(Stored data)

**********

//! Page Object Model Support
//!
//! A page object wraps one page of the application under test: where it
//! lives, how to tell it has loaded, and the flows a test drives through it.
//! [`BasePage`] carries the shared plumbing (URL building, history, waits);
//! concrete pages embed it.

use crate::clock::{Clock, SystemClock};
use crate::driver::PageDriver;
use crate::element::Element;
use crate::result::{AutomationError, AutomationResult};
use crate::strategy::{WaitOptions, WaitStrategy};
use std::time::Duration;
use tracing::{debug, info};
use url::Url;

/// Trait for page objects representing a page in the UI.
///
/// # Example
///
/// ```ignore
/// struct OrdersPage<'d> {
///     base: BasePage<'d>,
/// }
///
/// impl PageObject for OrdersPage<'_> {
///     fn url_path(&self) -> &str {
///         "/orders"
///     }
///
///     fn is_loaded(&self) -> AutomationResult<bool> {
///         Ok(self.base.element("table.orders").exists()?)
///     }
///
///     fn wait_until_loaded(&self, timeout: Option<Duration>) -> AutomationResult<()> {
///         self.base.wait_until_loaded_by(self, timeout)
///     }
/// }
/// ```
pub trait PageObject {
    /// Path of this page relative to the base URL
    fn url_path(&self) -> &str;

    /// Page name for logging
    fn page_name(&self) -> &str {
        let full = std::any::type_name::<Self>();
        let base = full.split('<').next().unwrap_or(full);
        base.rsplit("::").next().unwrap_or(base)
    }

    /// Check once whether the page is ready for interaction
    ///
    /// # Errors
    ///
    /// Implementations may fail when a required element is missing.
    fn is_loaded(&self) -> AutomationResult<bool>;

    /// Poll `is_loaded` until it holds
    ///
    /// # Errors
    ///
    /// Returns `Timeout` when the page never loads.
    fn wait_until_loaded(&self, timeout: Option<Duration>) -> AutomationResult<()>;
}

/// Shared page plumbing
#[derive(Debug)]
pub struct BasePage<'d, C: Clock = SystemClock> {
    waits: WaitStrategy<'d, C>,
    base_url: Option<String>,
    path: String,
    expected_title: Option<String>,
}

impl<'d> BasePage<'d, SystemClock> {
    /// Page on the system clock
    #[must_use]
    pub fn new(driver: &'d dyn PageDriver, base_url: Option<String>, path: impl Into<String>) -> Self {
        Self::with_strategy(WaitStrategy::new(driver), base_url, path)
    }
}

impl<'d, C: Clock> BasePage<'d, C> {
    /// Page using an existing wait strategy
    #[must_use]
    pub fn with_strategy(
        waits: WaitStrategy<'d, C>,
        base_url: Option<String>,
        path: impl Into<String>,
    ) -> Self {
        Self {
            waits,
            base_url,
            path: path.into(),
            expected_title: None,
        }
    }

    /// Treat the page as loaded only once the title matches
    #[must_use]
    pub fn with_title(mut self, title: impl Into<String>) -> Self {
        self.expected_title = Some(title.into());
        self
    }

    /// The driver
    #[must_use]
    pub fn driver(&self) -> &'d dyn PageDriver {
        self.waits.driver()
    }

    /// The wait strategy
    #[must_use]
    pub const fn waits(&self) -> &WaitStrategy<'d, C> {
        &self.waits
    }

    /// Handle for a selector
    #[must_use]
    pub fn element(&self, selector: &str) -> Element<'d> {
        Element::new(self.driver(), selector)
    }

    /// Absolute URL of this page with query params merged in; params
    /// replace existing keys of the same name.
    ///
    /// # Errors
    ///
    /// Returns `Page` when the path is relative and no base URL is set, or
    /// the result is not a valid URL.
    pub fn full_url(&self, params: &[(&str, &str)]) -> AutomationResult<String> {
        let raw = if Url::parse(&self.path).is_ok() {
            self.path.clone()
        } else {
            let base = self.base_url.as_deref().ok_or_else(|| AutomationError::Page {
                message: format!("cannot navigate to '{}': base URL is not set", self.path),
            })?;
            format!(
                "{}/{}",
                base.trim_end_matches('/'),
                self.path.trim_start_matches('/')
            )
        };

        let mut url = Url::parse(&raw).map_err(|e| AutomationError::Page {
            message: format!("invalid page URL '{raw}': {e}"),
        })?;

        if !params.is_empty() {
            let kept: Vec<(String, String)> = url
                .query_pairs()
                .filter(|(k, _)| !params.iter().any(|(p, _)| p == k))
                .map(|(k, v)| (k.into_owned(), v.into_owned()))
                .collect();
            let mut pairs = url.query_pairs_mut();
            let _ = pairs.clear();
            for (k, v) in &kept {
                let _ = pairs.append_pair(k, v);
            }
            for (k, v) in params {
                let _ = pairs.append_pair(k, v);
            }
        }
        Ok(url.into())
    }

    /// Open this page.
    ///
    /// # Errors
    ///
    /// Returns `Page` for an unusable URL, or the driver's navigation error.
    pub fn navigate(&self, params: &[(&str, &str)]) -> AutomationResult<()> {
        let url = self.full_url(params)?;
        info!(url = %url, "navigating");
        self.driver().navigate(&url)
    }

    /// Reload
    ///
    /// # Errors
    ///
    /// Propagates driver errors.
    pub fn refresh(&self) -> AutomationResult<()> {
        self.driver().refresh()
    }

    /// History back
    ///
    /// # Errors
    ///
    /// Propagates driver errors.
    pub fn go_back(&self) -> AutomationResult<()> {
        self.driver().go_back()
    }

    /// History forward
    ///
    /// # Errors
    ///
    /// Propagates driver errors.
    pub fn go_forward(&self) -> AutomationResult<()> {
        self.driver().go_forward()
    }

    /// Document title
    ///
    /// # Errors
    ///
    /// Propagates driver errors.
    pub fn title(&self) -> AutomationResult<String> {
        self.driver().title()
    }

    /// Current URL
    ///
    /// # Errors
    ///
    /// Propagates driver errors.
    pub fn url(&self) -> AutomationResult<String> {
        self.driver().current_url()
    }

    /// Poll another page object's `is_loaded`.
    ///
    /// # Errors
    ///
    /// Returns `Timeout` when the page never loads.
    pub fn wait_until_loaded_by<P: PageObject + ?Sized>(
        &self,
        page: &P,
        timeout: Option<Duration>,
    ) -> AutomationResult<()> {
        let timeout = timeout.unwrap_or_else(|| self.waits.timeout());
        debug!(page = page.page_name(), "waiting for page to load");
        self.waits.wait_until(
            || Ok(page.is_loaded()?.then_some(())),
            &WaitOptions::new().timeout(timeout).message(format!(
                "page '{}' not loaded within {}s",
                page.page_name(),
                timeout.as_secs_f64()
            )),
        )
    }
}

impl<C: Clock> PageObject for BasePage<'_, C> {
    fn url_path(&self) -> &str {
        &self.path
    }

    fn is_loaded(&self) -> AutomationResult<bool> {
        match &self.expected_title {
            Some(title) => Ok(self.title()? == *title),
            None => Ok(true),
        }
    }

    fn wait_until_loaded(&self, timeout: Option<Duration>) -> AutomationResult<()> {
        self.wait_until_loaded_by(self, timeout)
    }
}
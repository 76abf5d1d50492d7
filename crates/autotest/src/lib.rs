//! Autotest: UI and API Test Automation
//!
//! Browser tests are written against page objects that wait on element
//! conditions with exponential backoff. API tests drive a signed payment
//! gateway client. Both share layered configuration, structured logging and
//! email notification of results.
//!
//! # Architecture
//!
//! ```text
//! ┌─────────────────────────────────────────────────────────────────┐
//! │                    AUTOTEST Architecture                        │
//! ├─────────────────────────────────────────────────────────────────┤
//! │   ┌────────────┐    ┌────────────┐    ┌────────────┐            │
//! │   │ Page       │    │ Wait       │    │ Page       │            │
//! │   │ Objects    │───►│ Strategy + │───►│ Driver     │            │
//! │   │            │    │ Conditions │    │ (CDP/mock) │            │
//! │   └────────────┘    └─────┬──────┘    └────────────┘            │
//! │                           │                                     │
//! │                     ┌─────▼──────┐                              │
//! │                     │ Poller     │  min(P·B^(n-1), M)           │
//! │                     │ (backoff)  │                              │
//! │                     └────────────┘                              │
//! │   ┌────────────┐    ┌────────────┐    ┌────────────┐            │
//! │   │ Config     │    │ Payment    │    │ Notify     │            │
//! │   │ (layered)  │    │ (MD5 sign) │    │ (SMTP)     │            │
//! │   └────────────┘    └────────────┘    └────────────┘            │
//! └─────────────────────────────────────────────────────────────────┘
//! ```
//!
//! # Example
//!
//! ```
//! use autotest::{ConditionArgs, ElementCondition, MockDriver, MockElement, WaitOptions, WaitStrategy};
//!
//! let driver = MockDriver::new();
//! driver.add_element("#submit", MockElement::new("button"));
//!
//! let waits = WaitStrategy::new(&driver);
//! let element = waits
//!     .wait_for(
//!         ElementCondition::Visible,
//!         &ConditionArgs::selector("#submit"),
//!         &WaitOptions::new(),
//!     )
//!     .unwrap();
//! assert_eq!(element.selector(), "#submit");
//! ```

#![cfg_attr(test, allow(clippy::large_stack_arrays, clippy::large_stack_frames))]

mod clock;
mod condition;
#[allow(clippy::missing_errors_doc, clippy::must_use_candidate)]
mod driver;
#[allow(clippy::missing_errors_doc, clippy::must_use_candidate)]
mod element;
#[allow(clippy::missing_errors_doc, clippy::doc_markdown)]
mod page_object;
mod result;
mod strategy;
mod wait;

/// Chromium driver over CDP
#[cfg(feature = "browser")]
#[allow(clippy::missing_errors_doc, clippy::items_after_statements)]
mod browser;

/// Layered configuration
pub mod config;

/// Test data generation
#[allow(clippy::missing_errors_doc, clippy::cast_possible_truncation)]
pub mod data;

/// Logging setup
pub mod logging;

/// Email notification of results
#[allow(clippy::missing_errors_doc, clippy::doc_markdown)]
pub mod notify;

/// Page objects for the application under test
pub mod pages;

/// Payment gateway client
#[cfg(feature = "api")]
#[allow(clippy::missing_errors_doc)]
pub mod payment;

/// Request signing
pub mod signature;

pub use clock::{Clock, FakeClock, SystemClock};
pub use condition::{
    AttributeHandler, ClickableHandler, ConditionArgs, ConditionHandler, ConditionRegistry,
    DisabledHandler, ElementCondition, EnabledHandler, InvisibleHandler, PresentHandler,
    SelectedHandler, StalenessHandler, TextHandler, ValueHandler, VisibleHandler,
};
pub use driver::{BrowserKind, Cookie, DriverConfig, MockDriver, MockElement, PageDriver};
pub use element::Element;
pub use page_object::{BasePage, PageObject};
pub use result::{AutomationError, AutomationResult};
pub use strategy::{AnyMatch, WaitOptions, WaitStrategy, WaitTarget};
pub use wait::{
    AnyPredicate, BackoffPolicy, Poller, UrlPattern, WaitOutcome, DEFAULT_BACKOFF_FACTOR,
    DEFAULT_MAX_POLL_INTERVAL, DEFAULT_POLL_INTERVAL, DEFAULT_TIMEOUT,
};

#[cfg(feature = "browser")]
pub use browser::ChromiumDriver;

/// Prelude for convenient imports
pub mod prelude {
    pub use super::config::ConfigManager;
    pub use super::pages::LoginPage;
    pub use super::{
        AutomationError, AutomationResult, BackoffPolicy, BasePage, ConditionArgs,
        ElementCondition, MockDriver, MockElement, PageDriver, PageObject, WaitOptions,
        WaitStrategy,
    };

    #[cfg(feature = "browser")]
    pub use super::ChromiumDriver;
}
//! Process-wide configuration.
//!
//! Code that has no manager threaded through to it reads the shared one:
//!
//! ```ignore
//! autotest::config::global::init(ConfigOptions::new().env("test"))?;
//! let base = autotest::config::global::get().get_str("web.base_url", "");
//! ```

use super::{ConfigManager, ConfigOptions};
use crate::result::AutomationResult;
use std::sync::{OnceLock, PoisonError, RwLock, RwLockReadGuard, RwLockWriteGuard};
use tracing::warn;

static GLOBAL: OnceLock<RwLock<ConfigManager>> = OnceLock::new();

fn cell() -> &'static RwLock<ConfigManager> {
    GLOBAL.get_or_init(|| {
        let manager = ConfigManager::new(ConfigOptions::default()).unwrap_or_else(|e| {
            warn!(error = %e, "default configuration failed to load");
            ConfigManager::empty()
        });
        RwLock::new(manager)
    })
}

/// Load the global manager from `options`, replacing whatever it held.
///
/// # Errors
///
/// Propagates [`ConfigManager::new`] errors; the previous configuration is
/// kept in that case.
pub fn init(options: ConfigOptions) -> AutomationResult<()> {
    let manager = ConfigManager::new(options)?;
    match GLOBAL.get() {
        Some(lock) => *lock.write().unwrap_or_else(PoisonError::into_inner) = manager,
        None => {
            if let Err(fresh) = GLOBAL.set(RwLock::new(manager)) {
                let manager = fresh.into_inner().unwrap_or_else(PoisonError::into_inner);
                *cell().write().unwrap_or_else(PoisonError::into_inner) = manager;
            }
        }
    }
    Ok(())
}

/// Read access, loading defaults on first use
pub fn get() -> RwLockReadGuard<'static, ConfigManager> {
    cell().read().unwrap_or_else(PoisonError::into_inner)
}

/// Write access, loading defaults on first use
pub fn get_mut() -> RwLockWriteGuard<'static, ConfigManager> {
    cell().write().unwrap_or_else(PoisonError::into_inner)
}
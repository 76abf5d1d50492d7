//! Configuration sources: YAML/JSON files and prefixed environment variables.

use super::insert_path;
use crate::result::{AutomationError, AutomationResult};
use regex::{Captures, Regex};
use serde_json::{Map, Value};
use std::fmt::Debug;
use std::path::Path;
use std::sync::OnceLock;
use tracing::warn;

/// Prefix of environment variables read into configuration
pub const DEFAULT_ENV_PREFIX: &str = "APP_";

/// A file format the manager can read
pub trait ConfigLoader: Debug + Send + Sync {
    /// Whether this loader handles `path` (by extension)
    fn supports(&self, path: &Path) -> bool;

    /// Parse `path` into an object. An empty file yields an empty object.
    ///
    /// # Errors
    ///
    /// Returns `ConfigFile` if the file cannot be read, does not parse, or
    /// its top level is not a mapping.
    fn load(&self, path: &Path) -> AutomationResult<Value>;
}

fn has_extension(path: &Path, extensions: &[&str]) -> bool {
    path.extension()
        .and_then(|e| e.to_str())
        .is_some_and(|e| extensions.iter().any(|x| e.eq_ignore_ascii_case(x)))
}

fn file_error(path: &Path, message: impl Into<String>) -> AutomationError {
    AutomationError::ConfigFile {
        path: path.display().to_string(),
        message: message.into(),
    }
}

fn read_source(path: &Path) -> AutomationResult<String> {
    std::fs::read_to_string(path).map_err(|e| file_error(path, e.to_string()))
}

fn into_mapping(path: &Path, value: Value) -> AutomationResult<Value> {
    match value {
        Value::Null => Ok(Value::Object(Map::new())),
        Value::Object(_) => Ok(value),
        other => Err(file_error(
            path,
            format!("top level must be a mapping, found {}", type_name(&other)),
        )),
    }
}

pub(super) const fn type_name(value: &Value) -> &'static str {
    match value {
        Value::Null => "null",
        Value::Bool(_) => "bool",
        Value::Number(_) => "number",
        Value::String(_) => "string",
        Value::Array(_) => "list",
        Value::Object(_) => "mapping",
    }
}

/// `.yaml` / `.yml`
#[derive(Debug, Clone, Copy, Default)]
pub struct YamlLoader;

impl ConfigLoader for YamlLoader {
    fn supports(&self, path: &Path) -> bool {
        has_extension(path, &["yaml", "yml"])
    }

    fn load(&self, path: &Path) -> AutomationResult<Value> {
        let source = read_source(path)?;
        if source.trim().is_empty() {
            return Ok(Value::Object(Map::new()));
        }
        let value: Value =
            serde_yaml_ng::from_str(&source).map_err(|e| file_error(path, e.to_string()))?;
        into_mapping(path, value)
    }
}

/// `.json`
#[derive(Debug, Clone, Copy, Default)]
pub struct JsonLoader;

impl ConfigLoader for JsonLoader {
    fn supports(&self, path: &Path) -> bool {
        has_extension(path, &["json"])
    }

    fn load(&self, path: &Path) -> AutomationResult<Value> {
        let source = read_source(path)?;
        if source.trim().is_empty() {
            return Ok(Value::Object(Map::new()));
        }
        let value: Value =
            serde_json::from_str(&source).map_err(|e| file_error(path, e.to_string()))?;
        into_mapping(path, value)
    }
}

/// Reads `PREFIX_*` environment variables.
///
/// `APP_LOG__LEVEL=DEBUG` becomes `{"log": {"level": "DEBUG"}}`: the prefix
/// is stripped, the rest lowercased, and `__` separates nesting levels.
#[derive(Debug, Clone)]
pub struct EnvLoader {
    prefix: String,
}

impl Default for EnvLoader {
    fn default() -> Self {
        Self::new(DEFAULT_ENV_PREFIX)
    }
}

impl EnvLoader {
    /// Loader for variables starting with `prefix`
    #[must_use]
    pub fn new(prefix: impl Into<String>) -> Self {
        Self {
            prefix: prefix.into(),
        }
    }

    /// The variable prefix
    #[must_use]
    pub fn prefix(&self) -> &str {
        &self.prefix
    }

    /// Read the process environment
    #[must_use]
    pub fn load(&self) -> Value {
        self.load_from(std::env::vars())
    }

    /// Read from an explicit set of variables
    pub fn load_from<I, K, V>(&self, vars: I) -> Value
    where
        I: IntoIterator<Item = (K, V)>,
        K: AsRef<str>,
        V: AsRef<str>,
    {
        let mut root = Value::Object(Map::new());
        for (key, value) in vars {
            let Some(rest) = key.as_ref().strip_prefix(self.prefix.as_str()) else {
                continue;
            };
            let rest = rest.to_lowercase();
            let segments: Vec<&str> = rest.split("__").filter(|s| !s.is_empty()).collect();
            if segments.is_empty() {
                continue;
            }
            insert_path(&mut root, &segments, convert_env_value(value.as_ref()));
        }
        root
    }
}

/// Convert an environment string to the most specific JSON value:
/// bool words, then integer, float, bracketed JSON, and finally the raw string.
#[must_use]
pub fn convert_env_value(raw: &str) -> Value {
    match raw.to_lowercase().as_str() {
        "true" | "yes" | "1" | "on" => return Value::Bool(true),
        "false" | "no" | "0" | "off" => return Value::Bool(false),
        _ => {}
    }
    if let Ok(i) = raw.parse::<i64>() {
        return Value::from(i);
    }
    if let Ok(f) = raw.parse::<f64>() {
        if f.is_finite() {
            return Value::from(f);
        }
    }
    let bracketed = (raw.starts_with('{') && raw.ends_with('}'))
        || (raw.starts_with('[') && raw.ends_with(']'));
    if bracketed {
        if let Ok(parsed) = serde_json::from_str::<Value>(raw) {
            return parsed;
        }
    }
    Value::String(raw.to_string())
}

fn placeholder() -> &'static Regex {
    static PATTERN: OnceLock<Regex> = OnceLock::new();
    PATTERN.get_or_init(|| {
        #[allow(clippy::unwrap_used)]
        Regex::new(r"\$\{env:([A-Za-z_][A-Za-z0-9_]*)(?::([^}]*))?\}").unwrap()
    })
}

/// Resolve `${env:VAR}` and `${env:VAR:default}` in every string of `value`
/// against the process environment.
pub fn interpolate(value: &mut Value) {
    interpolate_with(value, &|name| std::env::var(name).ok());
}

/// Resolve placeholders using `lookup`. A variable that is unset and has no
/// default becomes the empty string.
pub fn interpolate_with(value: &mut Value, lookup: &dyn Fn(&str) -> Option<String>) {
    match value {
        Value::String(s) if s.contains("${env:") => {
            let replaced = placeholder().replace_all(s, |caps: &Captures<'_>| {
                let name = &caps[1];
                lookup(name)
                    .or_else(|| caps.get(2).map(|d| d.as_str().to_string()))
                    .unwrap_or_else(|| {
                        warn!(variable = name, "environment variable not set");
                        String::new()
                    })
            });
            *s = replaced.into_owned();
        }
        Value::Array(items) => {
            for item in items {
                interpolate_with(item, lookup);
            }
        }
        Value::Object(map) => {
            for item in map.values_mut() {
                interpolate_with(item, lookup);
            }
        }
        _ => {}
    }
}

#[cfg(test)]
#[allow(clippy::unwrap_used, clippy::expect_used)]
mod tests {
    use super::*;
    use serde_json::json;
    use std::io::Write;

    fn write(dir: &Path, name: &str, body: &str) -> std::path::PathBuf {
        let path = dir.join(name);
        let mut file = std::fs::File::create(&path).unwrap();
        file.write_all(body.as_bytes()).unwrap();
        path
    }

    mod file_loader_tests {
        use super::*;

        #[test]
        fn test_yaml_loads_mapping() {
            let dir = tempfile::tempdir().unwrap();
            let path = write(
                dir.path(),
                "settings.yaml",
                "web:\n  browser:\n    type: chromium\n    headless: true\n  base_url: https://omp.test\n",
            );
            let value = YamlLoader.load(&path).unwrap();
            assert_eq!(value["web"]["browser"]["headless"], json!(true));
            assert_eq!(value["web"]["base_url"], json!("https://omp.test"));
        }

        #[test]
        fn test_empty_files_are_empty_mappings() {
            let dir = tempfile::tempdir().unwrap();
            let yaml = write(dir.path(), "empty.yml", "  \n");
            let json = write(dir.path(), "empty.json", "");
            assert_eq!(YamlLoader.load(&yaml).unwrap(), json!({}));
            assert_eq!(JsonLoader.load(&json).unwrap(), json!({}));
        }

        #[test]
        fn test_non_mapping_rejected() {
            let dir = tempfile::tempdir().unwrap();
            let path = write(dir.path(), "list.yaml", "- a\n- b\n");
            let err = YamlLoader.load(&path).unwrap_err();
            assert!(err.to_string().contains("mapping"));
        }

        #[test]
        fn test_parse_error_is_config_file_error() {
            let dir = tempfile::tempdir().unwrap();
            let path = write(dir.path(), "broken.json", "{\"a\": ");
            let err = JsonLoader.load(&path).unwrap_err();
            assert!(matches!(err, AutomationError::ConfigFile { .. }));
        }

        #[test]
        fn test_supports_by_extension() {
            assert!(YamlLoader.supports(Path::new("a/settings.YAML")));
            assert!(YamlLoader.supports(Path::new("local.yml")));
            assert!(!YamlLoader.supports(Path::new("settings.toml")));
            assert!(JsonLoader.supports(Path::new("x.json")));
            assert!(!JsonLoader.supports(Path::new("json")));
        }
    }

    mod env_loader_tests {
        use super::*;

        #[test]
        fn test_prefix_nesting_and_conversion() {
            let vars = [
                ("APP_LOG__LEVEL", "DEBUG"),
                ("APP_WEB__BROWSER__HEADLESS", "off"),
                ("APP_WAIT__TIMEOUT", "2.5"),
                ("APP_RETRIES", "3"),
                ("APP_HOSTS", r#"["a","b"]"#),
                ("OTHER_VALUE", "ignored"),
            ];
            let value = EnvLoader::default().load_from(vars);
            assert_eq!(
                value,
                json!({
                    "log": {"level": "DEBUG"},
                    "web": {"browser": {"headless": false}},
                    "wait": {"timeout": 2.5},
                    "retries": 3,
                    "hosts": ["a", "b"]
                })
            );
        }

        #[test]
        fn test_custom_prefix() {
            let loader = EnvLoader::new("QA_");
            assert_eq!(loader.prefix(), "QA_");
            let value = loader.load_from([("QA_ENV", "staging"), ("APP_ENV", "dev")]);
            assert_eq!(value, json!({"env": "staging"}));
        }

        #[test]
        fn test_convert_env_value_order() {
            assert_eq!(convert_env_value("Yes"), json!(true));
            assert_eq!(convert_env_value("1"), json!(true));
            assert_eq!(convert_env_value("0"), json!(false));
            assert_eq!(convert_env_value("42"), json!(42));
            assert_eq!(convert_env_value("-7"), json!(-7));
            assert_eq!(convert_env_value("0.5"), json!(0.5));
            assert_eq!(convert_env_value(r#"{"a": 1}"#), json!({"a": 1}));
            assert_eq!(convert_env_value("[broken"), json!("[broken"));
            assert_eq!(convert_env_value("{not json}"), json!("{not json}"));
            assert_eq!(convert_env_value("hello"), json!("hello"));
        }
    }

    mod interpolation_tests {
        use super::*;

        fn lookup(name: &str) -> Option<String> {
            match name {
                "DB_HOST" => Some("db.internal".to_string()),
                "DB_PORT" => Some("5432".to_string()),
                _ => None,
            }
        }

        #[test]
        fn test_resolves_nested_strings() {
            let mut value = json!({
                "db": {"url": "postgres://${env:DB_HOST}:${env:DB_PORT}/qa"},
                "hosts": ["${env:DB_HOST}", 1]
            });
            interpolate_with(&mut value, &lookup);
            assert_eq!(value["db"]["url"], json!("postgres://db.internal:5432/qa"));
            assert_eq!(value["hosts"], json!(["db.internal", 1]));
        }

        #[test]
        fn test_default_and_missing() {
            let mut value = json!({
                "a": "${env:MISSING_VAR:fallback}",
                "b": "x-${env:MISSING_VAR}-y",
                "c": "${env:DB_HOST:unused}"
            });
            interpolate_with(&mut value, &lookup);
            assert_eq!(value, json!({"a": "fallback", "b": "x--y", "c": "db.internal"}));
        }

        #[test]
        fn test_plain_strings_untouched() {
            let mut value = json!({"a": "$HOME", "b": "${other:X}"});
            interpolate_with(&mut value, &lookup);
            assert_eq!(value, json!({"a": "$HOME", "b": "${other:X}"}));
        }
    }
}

**********

▶ **What you need to do**
Search each line of the data above for "parsed", and copy the lines where it occurs.

▶ **Expected output**
        if let Ok(parsed) = serde_json::from_str::<Value>(raw) {
            return parsed;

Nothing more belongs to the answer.